Software Engineer II, Lab Software
Job description
About the role
This position centers on owning the backend systems that make it possible for scientists to run experiments with consistency and reliability. You will be responsible for designing services that are both resilient and well-defined, establishing clear contracts for how lab data moves and is processed. The work you do will ensure that these interfaces remain stable and perform even when the demands of scientific workloads increase significantly. You will partner closely with biologists and machine learning engineers to understand their needs and translate them into robust technical solutions. The role requires a mindset focused on durability, correctness, and the long-term maintainability of critical infrastructure. You will operate at the intersection of software engineering and scientific computing, where your code directly supports discovery. Success in this role means delivering systems that abstract complexity without sacrificing transparency for the end users in the lab.
Location: Cambridge
Engagement: Full-time
Compensation: Base 180,000 USD; early-stage equity; bonus potential; U.S. benefits for full-time employees
What you'll do
You will design and build high-performance APIs and UI hooks that connect experiments to AI-driven production factories, ensuring low latency and high throughput. This work involves creating endpoints and interfaces that allow seamless interaction between the physical lab environment and analytical computing platforms.

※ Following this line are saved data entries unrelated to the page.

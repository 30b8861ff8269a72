//! Local file packaging
//!
//! A `local_file` destination hands its records back instead of writing
//! them; this module turns that payload into a CSV or JSON file on disk.
//!
//! Format, delimiter and header options usually live on the destination
//! connection; the node config can override them and names the file.

use anyhow::{Context, Result};
use chrono::Utc;
use serde_json::Value;
use sluice_core::domain::node::{ConfigMap, FileFormat, LocalFileOptions};
use sluice_core::domain::record::{Record, RecordSet};
use std::path::{Path, PathBuf};

/// Connection config overlaid with the node config
pub fn packaging_config(connection: Option<&Value>, node: &ConfigMap) -> ConfigMap {
    let mut merged = match connection {
        Some(Value::Object(map)) => map.clone(),
        _ => ConfigMap::new(),
    };
    for (key, value) in node {
        if !value.is_null() {
            merged.insert(key.clone(), value.clone());
        }
    }
    merged
}

/// Writes `data` to a file in `out_dir`
///
/// Returns `None` without touching the filesystem when there are no records.
pub fn write_payload(
    data: &RecordSet,
    config: &ConfigMap,
    pipeline_name: &str,
    out_dir: &Path,
) -> Result<Option<PathBuf>> {
    if data.is_empty() {
        return Ok(None);
    }

    let options: LocalFileOptions = serde_json::from_value(Value::Object(config.clone()))
        .context("Invalid local_file options")?;

    let path = out_dir.join(file_name(&options, pipeline_name));
    let contents = match options.format {
        FileFormat::Csv => to_csv(
            data,
            options.delimiter.unwrap_or(','),
            options.include_headers,
        )?,
        FileFormat::Json => serde_json::to_string_pretty(data)?,
    };

    std::fs::create_dir_all(out_dir)
        .with_context(|| format!("Failed to create {}", out_dir.display()))?;
    std::fs::write(&path, contents)
        .with_context(|| format!("Failed to write {}", path.display()))?;

    Ok(Some(path))
}

/// Explicit file name if configured, else `<pipeline>_<timestamp>.<ext>`
///
/// Names never carry directories, so the file always lands in `out_dir`.
fn file_name(options: &LocalFileOptions, pipeline_name: &str) -> String {
    let extension = options.format.extension();

    if let Some(name) = options.file_name.as_deref().map(sanitize).filter(|n| !n.is_empty()) {
        return if Path::new(&name).extension().is_some() {
            name
        } else {
            format!("{name}.{extension}")
        };
    }

    let base: String = pipeline_name
        .trim()
        .chars()
        .map(|c| if c.is_ascii_alphanumeric() { c } else { '_' })
        .collect();
    let base = if base.is_empty() { "export" } else { base.as_str() };

    format!("{base}_{}.{extension}", Utc::now().format("%Y%m%d_%H%M%S"))
}

/// Last path component of `name`, restricted to a safe character set
fn sanitize(name: &str) -> String {
    let last = name.rsplit(['/', '\\']).next().unwrap_or_default();
    let cleaned: String = last
        .trim()
        .chars()
        .map(|c| {
            if c.is_ascii_alphanumeric() || matches!(c, '-' | '_' | '.') {
                c
            } else {
                '_'
            }
        })
        .collect();
    cleaned.trim_start_matches('.').to_string()
}

/// Union of all record keys, in the order they are first seen
fn columns(data: &RecordSet) -> Vec<&str> {
    let mut columns: Vec<&str> = Vec::new();
    for record in data {
        for key in record.keys() {
            if !columns.contains(&key.as_str()) {
                columns.push(key);
            }
        }
    }
    columns
}

fn cell(record: &Record, column: &str) -> String {
    match record.get(column) {
        None | Some(Value::Null) => String::new(),
        Some(Value::String(s)) => s.clone(),
        Some(other) => other.to_string(),
    }
}

fn to_csv(data: &RecordSet, delimiter: char, include_headers: bool) -> Result<String> {
    let delimiter = u8::try_from(delimiter)
        .ok()
        .filter(u8::is_ascii)
        .with_context(|| format!("CSV delimiter '{delimiter}' must be a single ASCII character"))?;

    let mut writer = csv::WriterBuilder::new()
        .delimiter(delimiter)
        .quote_style(csv::QuoteStyle::Necessary)
        .from_writer(Vec::new());

    let columns = columns(data);
    if include_headers {
        writer.write_record(&columns)?;
    }
    for record in data {
        writer.write_record(columns.iter().map(|column| cell(record, column)))?;
    }

    let bytes = writer.into_inner().context("Failed to flush CSV output")?;
    Ok(String::from_utf8(bytes)?)
}
//! Execution Repository
//!
//! Handles database operations for pipeline executions.

use chrono::{DateTime, Utc};
use sluice_core::domain::execution::{Execution, ExecutionStatus, ExecutionUpdate};
use sqlx::PgPool;
use uuid::Uuid;

/// Insert a new execution in `running`
pub async fn create(pool: &PgPool, pipeline_id: Uuid) -> Result<Execution, sqlx::Error> {
    let execution = Execution::start(pipeline_id);

    sqlx::query(
        r#"
        INSERT INTO pipeline_executions (id, pipeline_id, status, started_at)
        VALUES ($1, $2, $3, $4)
        "#,
    )
    .bind(execution.id)
    .bind(execution.pipeline_id)
    .bind(execution.status.as_str())
    .bind(execution.started_at)
    .execute(pool)
    .await?;

    Ok(execution)
}

/// Find an execution by ID
pub async fn find_by_id(pool: &PgPool, id: Uuid) -> Result<Option<Execution>, sqlx::Error> {
    let row = sqlx::query_as::<_, ExecutionRow>(
        r#"
        SELECT id, pipeline_id, status, started_at, completed_at, logs,
               records_processed, errors_count, error_message
        FROM pipeline_executions
        WHERE id = $1
        "#,
    )
    .bind(id)
    .fetch_optional(pool)
    .await?;

    Ok(row.map(|r| r.into()))
}

/// List executions of a pipeline, most recent first
pub async fn list_by_pipeline(
    pool: &PgPool,
    pipeline_id: Uuid,
) -> Result<Vec<Execution>, sqlx::Error> {
    let rows = sqlx::query_as::<_, ExecutionRow>(
        r#"
        SELECT id, pipeline_id, status, started_at, completed_at, logs,
               records_processed, errors_count, error_message
        FROM pipeline_executions
        WHERE pipeline_id = $1
        ORDER BY started_at DESC
        "#,
    )
    .bind(pipeline_id)
    .fetch_all(pool)
    .await?;

    Ok(rows.into_iter().map(|r| r.into()).collect())
}

/// Apply a partial update; `None` fields keep their stored value
pub async fn update(pool: &PgPool, id: Uuid, update: ExecutionUpdate) -> Result<bool, sqlx::Error> {
    let result = sqlx::query(
        r#"
        UPDATE pipeline_executions
        SET status = $1,
            completed_at = COALESCE($2, completed_at),
            logs = COALESCE($3, logs),
            records_processed = COALESCE($4, records_processed),
            errors_count = COALESCE($5, errors_count),
            error_message = COALESCE($6, error_message)
        WHERE id = $7
        "#,
    )
    .bind(update.status.as_str())
    .bind(update.completed_at)
    .bind(update.logs)
    .bind(update.records_processed.map(|n| n as i64))
    .bind(update.errors_count.map(|n| n as i64))
    .bind(update.error_message)
    .bind(id)
    .execute(pool)
    .await?;

    Ok(result.rows_affected() > 0)
}

// =============================================================================
// Database Row Types
// =============================================================================

#[derive(sqlx::FromRow)]
struct ExecutionRow {
    id: Uuid,
    pipeline_id: Uuid,
    status: String,
    started_at: DateTime<Utc>,
    completed_at: Option<DateTime<Utc>>,
    logs: String,
    records_processed: i64,
    errors_count: i64,
    error_message: Option<String>,
}

impl From<ExecutionRow> for Execution {
    fn from(row: ExecutionRow) -> Self {
        Execution {
            id: row.id,
            pipeline_id: row.pipeline_id,
            // Unknown statuses only come from manual edits; treat them as failed
            status: ExecutionStatus::parse(&row.status).unwrap_or(ExecutionStatus::Failed),
            started_at: row.started_at,
            completed_at: row.completed_at,
            logs: row.logs,
            records_processed: row.records_processed.max(0) as u64,
            errors_count: row.errors_count.max(0) as u64,
            error_message: row.error_message,
        }
    }
}
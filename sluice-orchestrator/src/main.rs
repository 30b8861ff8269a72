//! Sluice Orchestrator
//!
//! HTTP service that stores pipelines and connections in PostgreSQL and runs
//! pipelines through the execution engine on request.

use anyhow::{Context, Result};
use tracing_subscriber::{layer::SubscriberExt, util::SubscriberInitExt};

pub mod api;
pub mod config;
pub mod db;
pub mod repository;
pub mod service;
pub mod state;
pub mod store;

use crate::config::Config;
use crate::state::AppState;

#[tokio::main]
async fn main() -> Result<()> {
    // Initialize tracing
    tracing_subscriber::registry()
        .with(
            tracing_subscriber::EnvFilter::try_from_default_env()
                .unwrap_or_else(|_| "sluice_orchestrator=debug,sluice_engine=info,tower_http=debug".into()),
        )
        .with(tracing_subscriber::fmt::layer())
        .init();

    tracing::info!("Starting Sluice Orchestrator...");

    let config = Config::from_env().context("Failed to load configuration")?;
    config.validate().context("Invalid configuration")?;
    tracing::info!("Loaded configuration: {:?}", config);

    tracing::info!("Connecting to database...");

    // Create database connection pool
    let pool = db::create_pool(&config.database_url, config.db_max_connections)
        .await
        .context("Failed to create database pool")?;

    tracing::info!("Database connection pool created");

    // Run migrations
    db::run_migrations(&pool)
        .await
        .context("Failed to run database migrations")?;

    // Build router with all API endpoints
    let app = api::create_router(AppState::new(pool, &config));

    tracing::info!("Listening on {}", config.bind_addr);

    let listener = tokio::net::TcpListener::bind(&config.bind_addr)
        .await
        .with_context(|| format!("Failed to bind to {}", config.bind_addr))?;

    axum::serve(listener, app)
        .await
        .context("Failed to start server")?;

    Ok(())
}
//! Commands module
//!
//! Defines all CLI commands and their handlers.

mod connection;
mod crypto;
mod run;

use anyhow::Result;
use clap::Subcommand;
use sluice_engine::ConnectionResolver;
use sluice_engine::adapter::AdapterRegistry;
use std::path::PathBuf;
use std::sync::Arc;

use crate::config::Config;
use crate::workspace::{self, ConnectionEntry};

/// Top-level CLI commands
#[derive(Subcommand)]
pub enum Commands {
    /// Execute a pipeline file against local connections
    Run {
        /// Pipeline JSON file
        pipeline: PathBuf,

        /// Connections JSON file
        #[arg(short, long, env = "SLUICE_CONNECTIONS")]
        connections: PathBuf,

        /// Directory local_file results are written to
        #[arg(short, long, default_value = ".")]
        out_dir: PathBuf,

        /// Print the final records as JSON
        #[arg(long)]
        show_records: bool,
    },
    /// Sample data from a connection
    Preview {
        /// Connection name, ID or ID prefix
        connection: String,

        #[arg(short, long, env = "SLUICE_CONNECTIONS")]
        connections: PathBuf,

        /// SQL query (databases) or endpoint path (REST APIs)
        #[arg(short, long)]
        query: Option<String>,

        /// Maximum number of rows
        #[arg(short, long)]
        limit: Option<u64>,
    },
    /// Check that a connection is reachable
    Test {
        /// Connection name, ID or ID prefix
        connection: String,

        #[arg(short, long, env = "SLUICE_CONNECTIONS")]
        connections: PathBuf,
    },
    /// Encrypt a value with the configured secret
    Encrypt {
        plaintext: String,
    },
    /// Decrypt a value with the configured secret
    Decrypt {
        ciphertext: String,
    },
}

/// Handle a CLI command
///
/// Routes the command to the appropriate handler module.
pub async fn handle_command(command: Commands, config: &Config) -> Result<()> {
    match command {
        Commands::Run {
            pipeline,
            connections,
            out_dir,
            show_records,
        } => run::run_pipeline(config, &pipeline, &connections, &out_dir, show_records).await,
        Commands::Preview {
            connection,
            connections,
            query,
            limit,
        } => connection::preview(config, &connections, &connection, query, limit).await,
        Commands::Test {
            connection,
            connections,
        } => connection::test(config, &connections, &connection).await,
        Commands::Encrypt { plaintext } => crypto::encrypt(config, &plaintext),
        Commands::Decrypt { ciphertext } => crypto::decrypt(config, &ciphertext),
    }
}

/// Resolver and adapters over the given connections
fn session(
    config: &Config,
    entries: &[ConnectionEntry],
) -> Result<(ConnectionResolver, Arc<AdapterRegistry>)> {
    let credentials = Arc::new(config.session_credential_store());
    let registry = Arc::new(workspace::registry(entries, &credentials)?);

    Ok((
        ConnectionResolver::new(registry, credentials),
        Arc::new(AdapterRegistry::with_defaults(&config.engine)),
    ))
}
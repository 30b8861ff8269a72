//! Configuration module
//!
//! Settings shared by every command.

use anyhow::{Result, bail};
use sluice_engine::{CredentialKey, CredentialStore, EngineConfig};

/// CLI configuration
#[derive(Clone)]
pub struct Config {
    /// Secret the connection encryption key is derived from
    pub secret: Option<String>,

    pub engine: EngineConfig,
}

impl Config {
    /// Credential store for commands that need a stable key
    pub fn credential_store(&self) -> Result<CredentialStore> {
        match self.secret.as_deref().filter(|s| !s.is_empty()) {
            Some(secret) => Ok(CredentialStore::new(CredentialKey::derive(secret))),
            None => bail!("No secret configured; pass --secret or set SLUICE_SECRET"),
        }
    }

    /// Credential store for in-process use only
    ///
    /// Connections loaded from a plaintext file are sealed and opened within
    /// one process, so any key works when no secret is configured.
    pub fn session_credential_store(&self) -> CredentialStore {
        self.credential_store().unwrap_or_else(|_| {
            CredentialStore::new(CredentialKey::derive(&uuid::Uuid::new_v4().to_string()))
        })
    }
}

impl std::fmt::Debug for Config {
    fn fmt(&self, f: &mut std::fmt::Formatter<'_>) -> std::fmt::Result {
        f.debug_struct("Config")
            .field("secret", &self.secret.as_ref().map(|_| "[HIDDEN]"))
            .field("engine", &self.engine)
            .finish()
    }
}

#[cfg(test)]
mod tests {
    use super::*;

    #[test]
    fn test_credential_store_requires_secret() {
        let config = Config {
            secret: None,
            engine: EngineConfig::default(),
        };
        assert!(config.credential_store().is_err());

        // Still usable for a single run
        let store = config.session_credential_store();
        assert_eq!(store.decrypt(&store.encrypt("x")).unwrap(), "x");
    }

    #[test]
    fn test_same_secret_same_key() {
        let config = Config {
            secret: Some("team-secret".to_string()),
            engine: EngineConfig::default(),
        };
        let ciphertext = config.credential_store().unwrap().encrypt("payload");
        let reopened = config.credential_store().unwrap().decrypt(&ciphertext).unwrap();
        assert_eq!(reopened, "payload");
        assert!(!format!("{config:?}").contains("team-secret"));
    }
}
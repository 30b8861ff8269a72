//! Connection domain types
//!
//! A connection is a registered external endpoint: a database, a REST API or
//! the virtual `local_file` sink. Its configuration is stored encrypted; the
//! decrypted forms below only live for the duration of one adapter call.

use chrono::{DateTime, Utc};
use serde::{Deserialize, Serialize};
use std::collections::BTreeMap;
use uuid::Uuid;

/// Registered connection as held by the connection registry
#[derive(Debug, Clone, Serialize, Deserialize)]
#[serde(rename_all = "camelCase")]
pub struct Connection {
    pub id: Uuid,
    pub name: String,
    #[serde(rename = "type")]
    pub connection_type: ConnectionType,
    /// `<ivHex>:<encryptedHex>` ciphertext of the JSON config
    pub encrypted_config: String,
    pub status: ConnectionStatus,
    pub last_tested_at: Option<DateTime<Utc>>,
    pub last_test_status: Option<String>,
}

/// Kind of external endpoint
#[derive(Debug, Clone, Copy, PartialEq, Eq, Hash, Serialize, Deserialize)]
#[serde(rename_all = "snake_case")]
pub enum ConnectionType {
    Postgresql,
    Mysql,
    RestApi,
    AwsS3,
    AzureBlob,
    GcpStorage,
    LocalFile,
}

impl ConnectionType {
    pub fn as_str(&self) -> &'static str {
        match self {
            ConnectionType::Postgresql => "postgresql",
            ConnectionType::Mysql => "mysql",
            ConnectionType::RestApi => "rest_api",
            ConnectionType::AwsS3 => "aws_s3",
            ConnectionType::AzureBlob => "azure_blob",
            ConnectionType::GcpStorage => "gcp_storage",
            ConnectionType::LocalFile => "local_file",
        }
    }

    pub fn parse(value: &str) -> Option<Self> {
        match value {
            "postgresql" => Some(ConnectionType::Postgresql),
            "mysql" => Some(ConnectionType::Mysql),
            "rest_api" => Some(ConnectionType::RestApi),
            "aws_s3" => Some(ConnectionType::AwsS3),
            "azure_blob" => Some(ConnectionType::AzureBlob),
            "gcp_storage" => Some(ConnectionType::GcpStorage),
            "local_file" => Some(ConnectionType::LocalFile),
            _ => None,
        }
    }

    pub fn is_database(&self) -> bool {
        matches!(self, ConnectionType::Postgresql | ConnectionType::Mysql)
    }
}

impl std::fmt::Display for ConnectionType {
    fn fmt(&self, f: &mut std::fmt::Formatter<'_>) -> std::fmt::Result {
        f.write_str(self.as_str())
    }
}

#[derive(Debug, Clone, Copy, Default, PartialEq, Eq, Serialize, Deserialize)]
#[serde(rename_all = "snake_case")]
pub enum ConnectionStatus {
    #[default]
    Active,
    Inactive,
    Error,
}

impl ConnectionStatus {
    pub fn as_str(&self) -> &'static str {
        match self {
            ConnectionStatus::Active => "active",
            ConnectionStatus::Inactive => "inactive",
            ConnectionStatus::Error => "error",
        }
    }

    pub fn parse(value: &str) -> Option<Self> {
        match value {
            "active" => Some(ConnectionStatus::Active),
            "inactive" => Some(ConnectionStatus::Inactive),
            "error" => Some(ConnectionStatus::Error),
            _ => None,
        }
    }
}

// =============================================================================
// Decrypted configurations
// =============================================================================

/// Decrypted settings of a postgresql/mysql connection
#[derive(Clone, Default, PartialEq, Serialize, Deserialize)]
#[serde(rename_all = "camelCase")]
pub struct DatabaseConnectionConfig {
    #[serde(default)]
    pub host: String,
    #[serde(default)]
    pub port: Option<u16>,
    #[serde(default)]
    pub database: String,
    #[serde(default)]
    pub username: String,
    #[serde(default)]
    pub password: String,
    /// Default table used when a source node names neither query nor table
    #[serde(default)]
    pub table: Option<String>,
}

impl std::fmt::Debug for DatabaseConnectionConfig {
    fn fmt(&self, f: &mut std::fmt::Formatter<'_>) -> std::fmt::Result {
        f.debug_struct("DatabaseConnectionConfig")
            .field("host", &self.host)
            .field("port", &self.port)
            .field("database", &self.database)
            .field("username", &self.username)
            .field("password", &"[HIDDEN]")
            .field("table", &self.table)
            .finish()
    }
}

/// Decrypted settings of a REST API connection
#[derive(Clone, Default, PartialEq, Serialize, Deserialize)]
#[serde(rename_all = "camelCase")]
pub struct RestConnectionConfig {
    pub base_url: String,
    #[serde(default)]
    pub endpoint: Option<String>,
    #[serde(default)]
    pub api_key: Option<String>,
    #[serde(default)]
    pub headers: BTreeMap<String, String>,
}

impl std::fmt::Debug for RestConnectionConfig {
    fn fmt(&self, f: &mut std::fmt::Formatter<'_>) -> std::fmt::Result {
        f.debug_struct("RestConnectionConfig")
            .field("base_url", &self.base_url)
            .field("endpoint", &self.endpoint)
            .field("api_key", &self.api_key.as_ref().map(|_| "[HIDDEN]"))
            .field("headers", &self.headers.keys().collect::<Vec<_>>())
            .finish()
    }
}

#[cfg(test)]
mod tests {
    use super::*;

    #[test]
    fn test_connection_type_serde_names() {
        let parsed: ConnectionType = serde_json::from_str("\"rest_api\"").unwrap();
        assert_eq!(parsed, ConnectionType::RestApi);
        assert_eq!(
            serde_json::to_string(&ConnectionType::LocalFile).unwrap(),
            "\"local_file\""
        );
        assert_eq!(ConnectionType::parse("mysql"), Some(ConnectionType::Mysql));
        assert_eq!(ConnectionType::parse("oracle"), None);
    }

    #[test]
    fn test_debug_hides_secrets() {
        let db = DatabaseConnectionConfig {
            host: "db".to_string(),
            password: "hunter2".to_string(),
            ..Default::default()
        };
        assert!(!format!("{db:?}").contains("hunter2"));

        let rest = RestConnectionConfig {
            base_url: "https://api.example.com".to_string(),
            api_key: Some("sk-secret".to_string()),
            ..Default::default()
        };
        assert!(!format!("{rest:?}").contains("sk-secret"));
    }
}
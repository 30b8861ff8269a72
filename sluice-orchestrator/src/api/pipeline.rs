//! Pipeline API Handlers
//!
//! HTTP endpoints for pipeline management.

use axum::{
    Json,
    extract::{Path, State},
    http::StatusCode,
};
use sluice_core::domain::pipeline::Pipeline;
use sluice_core::dto::pipeline::{CreatePipeline, PipelineSummary};
use uuid::Uuid;

use crate::api::error::ApiResult;
use crate::service::pipeline_service;
use crate::state::AppState;

/// POST /pipeline/create
/// Create a new pipeline
pub async fn create_pipeline(
    State(state): State<AppState>,
    Json(req): Json<CreatePipeline>,
) -> ApiResult<(StatusCode, Json<Pipeline>)> {
    tracing::info!("Creating pipeline: {}", req.name);

    let pipeline = pipeline_service::create_pipeline(&state.pool, req).await?;

    Ok((StatusCode::CREATED, Json(pipeline)))
}

/// GET /pipeline/list
/// List all pipelines
pub async fn list_pipelines(State(state): State<AppState>) -> ApiResult<Json<Vec<PipelineSummary>>> {
    tracing::debug!("Listing all pipelines");

    let pipelines = pipeline_service::list_pipelines(&state.pool).await?;

    Ok(Json(pipelines))
}

/// GET /pipeline/{id}
/// Get pipeline by ID
pub async fn get_pipeline(
    State(state): State<AppState>,
    Path(id): Path<Uuid>,
) -> ApiResult<Json<Pipeline>> {
    tracing::debug!("Getting pipeline: {}", id);

    let pipeline = pipeline_service::get_pipeline(&state.pool, id).await?;

    Ok(Json(pipeline))
}

/// DELETE /pipeline/{id}
/// Delete a pipeline
pub async fn delete_pipeline(
    State(state): State<AppState>,
    Path(id): Path<Uuid>,
) -> ApiResult<StatusCode> {
    tracing::info!("Deleting pipeline: {}", id);

    pipeline_service::delete_pipeline(&state.pool, id).await?;

    Ok(StatusCode::NO_CONTENT)
}
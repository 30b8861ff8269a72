//! Connection resolution
//!
//! Looks a connection up by id and decrypts its config for one adapter call.

use sluice_core::domain::connection::Connection;
use std::sync::Arc;
use uuid::Uuid;

use crate::adapter::ConnectionConfig;
use crate::crypto::CredentialStore;
use crate::error::ResolveError;
use crate::store::{ConnectionRegistry, StoreError};

#[derive(Clone)]
pub struct ConnectionResolver {
    registry: Arc<dyn ConnectionRegistry>,
    credentials: Arc<CredentialStore>,
}

impl ConnectionResolver {
    pub fn new(registry: Arc<dyn ConnectionRegistry>, credentials: Arc<CredentialStore>) -> Self {
        Self {
            registry,
            credentials,
        }
    }

    /// Fetches the connection and decrypts its config
    pub async fn resolve(&self, id: Uuid) -> Result<(Connection, ConnectionConfig), ResolveError> {
        let connection = self.registry.get_by_id(id).await.map_err(|e| match e {
            StoreError::NotFound(_) => ResolveError::NotFound(id),
            other => ResolveError::Registry(other),
        })?;

        let value = self.credentials.open(&connection.encrypted_config)?;
        let config = ConnectionConfig::new(connection.connection_type, value);

        Ok((connection, config))
    }
}
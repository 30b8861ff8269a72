//! Sluice CLI
//!
//! Runs pipelines locally and inspects connections without the orchestrator.

mod commands;
mod config;
mod id_resolver;
mod package;
mod workspace;

use anyhow::Result;
use clap::Parser;
use commands::{Commands, handle_command};
use config::Config;
use sluice_engine::EngineConfig;
use tracing_subscriber::{EnvFilter, layer::SubscriberExt, util::SubscriberInitExt};

#[derive(Parser)]
#[command(name = "sluice")]
#[command(about = "Sluice data pipeline CLI", long_about = None)]
struct Cli {
    /// Secret used to derive the connection encryption key
    #[arg(long, env = "SLUICE_SECRET", hide_env_values = true)]
    secret: Option<String>,

    /// Reject malformed filter conditions instead of passing records through
    #[arg(long, env = "SLUICE_STRICT_CONDITIONS")]
    strict_conditions: bool,

    #[command(subcommand)]
    command: Commands,
}

#[tokio::main]
async fn main() -> Result<()> {
    tracing_subscriber::registry()
        .with(
            EnvFilter::try_from_default_env()
                .unwrap_or_else(|_| "sluice_cli=info,sluice_engine=info".into()),
        )
        .with(tracing_subscriber::fmt::layer().with_writer(std::io::stderr))
        .init();

    let cli = Cli::parse();

    let config = Config {
        secret: cli.secret,
        engine: EngineConfig::default().with_strict_conditions(cli.strict_conditions),
    };

    handle_command(cli.command, &config).await
}
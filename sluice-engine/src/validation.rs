//! Data quality validation
//!
//! Rules that parse are handed to the validator, but they are not evaluated
//! yet: every record is reported valid.

use sluice_core::domain::node::ValidationRule;
use sluice_core::domain::record::RecordSet;
use tracing::debug;

/// Result of validating a record set
#[derive(Debug, Clone, Copy, Default, PartialEq, Eq)]
pub struct ValidationReport {
    pub errors_count: u64,
    pub valid_records: u64,
}

#[derive(Debug, Clone, Default)]
pub struct Validator;

impl Validator {
    pub fn new() -> Self {
        Self
    }

    pub fn validate(&self, records: &RecordSet, rules: &[ValidationRule]) -> ValidationReport {
        let active = rules.iter().filter(|rule| rule.is_active).count();
        debug!(
            "Validating {} records against {} active rules",
            records.len(),
            active
        );

        // TODO: evaluate not_null/unique/range rules and count failures by severity
        ValidationReport {
            errors_count: 0,
            valid_records: records.len() as u64,
        }
    }
}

Your responsibilities include developing and maintaining data schemas and storage layers that can evolve without breaking existing functionality. You will manage diverse data systems, including SQL, NoSQL, and vector databases, to handle scientific workloads with efficiency and precision.
Diagnosing and resolving latency and throughput issues is a critical part of your daily work. You will optimize analysis pipelines to keep them fast and dependable, even when processing large-scale scientific data that grows rapidly over time.
You will orchestrate labflows and instrument integrations using cloud services and container-driven workflows, automating complex sequences of operations. This includes automating data transfer and ensuring bi-directional communication between systems that were previously siloed.
Collaboration with ML researchers forms a core part of the role. You will align data pipelines and model serving infrastructure with the specific requirements of experimental science, ensuring that models are fed clean and timely data.
Shipping reliable features requires strict version control, testing, and deployment practices that you will uphold rigorously. You will review code and designs with cross-functional teams to maintain clarity, correctness, and consistency across the codebase.
Automating deployment and infrastructure is a key duty, where you will use cloud primitives and infrastructure as code approaches to manage production-grade systems at scale. This includes writing infrastructure definitions that are testable and repeatable.
You will implement monitoring and observability strategies to ensure that issues are detected early and can be resolved before they impact the scientists relying on the systems.
The role involves working with complex workflows that require coordination between multiple services and data stores. You will ensure that these workflows are resilient to partial failures and can recover gracefully.
You will contribute to the design of data models that support both transactional needs and analytical queries, balancing the requirements of speed and flexibility.
Your work will include documenting system behavior and interfaces so that other engineers and scientists can understand and use the tools you build effectively.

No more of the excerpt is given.